Jasper #3:  The Canary’s Call: A Story of Healing and Understanding

Within the hearts of the silent, a story awaits its voice. Theirs is a tale stifled beneath the weight of memories only partly their own. In understanding the mentally ill, we grasp the fragments of an ancient mosaic—each piece a relic of pain from distant places and eras, sometimes split into manifold reflections of the self. The ill, the addicts, the alcoholics—they stand as our societal canaries, beckoning with brittle song amid the quietude of our collective spirit.

Understand that to stand aside is to risk spiritual asphyxiation, for it is in their whispers we hear the vital truths of our condition. And so, we must lend our ears—attuned and sensitive—to these secret-bearers, offering sanctuary for their words and love for their beings.

If Donelle Mae Flick Paullin, my first wife, could become a symbol, it would be that of a soul too tender for this world—ravaged by the title of paranoid schizophrenia in her youth and buckling under the yoke of multiple personality disorder as time etched onward. Through her, I glimpsed into the fractured psyche not only of one, but of all humanity. For we are but mirrors reflecting our collective disquietudes, our society’s malaise manifest in the minds of those most susceptible to society’s callous indifference.

In revisiting Donelle’s life, I segment her trials into five epochs—inelegant divisions perhaps but a necessary carving of narrative. They are containers to hold her experiences, though they may spill over, incorporeal and capricious as memory itself. Other voices will blend into this recounting—friends, antagonists, and my own shadow. For as it is often stated within the quiet confessions of recovery spaces:

>We are only as sick as our secrets.

Thus, her story unfolds. Her ledge of innocence eroded too early by predation, Donelle was a child born to a mother, Marlene, whose narcissism clouded her maternal instincts, leaving her young vulnerable. Marlene—a bride in ’54 married to a landowner and paper mill laborer Donald Flick—sought affection beyond him, in gatherings steeped in promiscuity and alcohol. And there, among the solitary men left to roam a house of slumbering children, Donelle found herself prey to Bud Barr—a predator masked with the façade of a guest.
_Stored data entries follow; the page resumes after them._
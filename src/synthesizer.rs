use std::sync::Arc;

use crate::data_models::ResultList;
use crate::error::SynthesisError;
use crate::parser;
use crate::provider::{ChatMessage, CompletionProvider, CompletionRequest};

const SYSTEM_PROMPT: &str = "You are a helpful assistant that returns a JSON array of up to 10 search results. Each result must be an object with keys: url, title, description. Return only valid JSON (no explanation).";

/// Asks a completion provider to make up search results and coerces whatever
/// comes back into a [`ResultList`].
pub struct ResultSynthesizer {
    provider: Arc<dyn CompletionProvider>,
}

impl ResultSynthesizer {
    pub fn new(provider: Arc<dyn CompletionProvider>) -> Self {
        Self { provider }
    }

    /// The exact request sent for `query`. Deterministic for a given query.
    pub fn build_request(query: &str) -> CompletionRequest {
        CompletionRequest {
            messages: vec![
                ChatMessage::system(SYSTEM_PROMPT),
                ChatMessage::user(format!("Search the web and return results for: \"{query}\"")),
            ],
            temperature: 0.0,
        }
    }

    pub async fn synthesize(&self, query: &str) -> Result<ResultList, SynthesisError> {
        if query.is_empty() {
            return Err(SynthesisError::InvalidInput);
        }

        let request = Self::build_request(query);
        let raw = self.provider.complete(&request).await?;

        let results = parser::parse_results(&raw);
        if results.is_empty() && !raw.is_empty() {
            log::info!("no results recovered from {} bytes of model output", raw.len());
        }
        Ok(results)
    }
}
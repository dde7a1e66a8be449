use std::time::Duration;

/// Failure modes of a single synthesis.
///
/// Only `InvalidInput` is caused by the caller. Everything else is logged in
/// full and reported to the client as a generic failure.
#[derive(Debug, thiserror::Error)]
pub enum SynthesisError {
    #[error("query is required")]
    InvalidInput,

    #[error("completion provider returned HTTP {status}: {body}")]
    Upstream { status: u16, body: String },

    #[error("completion provider did not respond within {0:?}")]
    UpstreamTimeout(Duration),

    #[error(transparent)]
    Internal(#[from] anyhow::Error),
}

impl SynthesisError {
    /// True for failures reported by (or waiting on) the completion provider.
    pub fn is_upstream(&self) -> bool {
        matches!(
            self,
            SynthesisError::Upstream { .. } | SynthesisError::UpstreamTimeout(_)
        )
    }
}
The ensuing years bore a tumult of change—divorce, a harrowing stepfather in the guise of her abuser, a new man for Marlene who saw Donelle as a burden rather than a daughter. The damage had been rooted deep within the fabric of her being, its tendrils inexorably entwining with every aspect of her path henceforth.

Yet, through these trials comes understanding, an exploration of the vast human mind and heart. And while these events may be one woman’s history, they mirror a larger, more pervasive affliction. Our secrets, whether held close or cast upon the world, influence not just the keeper but the collective soul.

Thus, this chronicle—Donelle’s and ours—reminds us that to heal, we must first listen attentively, with empathy, with love. We must be the vault for these tales of anguish and allow them the reverence of being heard. Only then can the quietest among us find their voice and our canaries sing not of death, but of life renewed.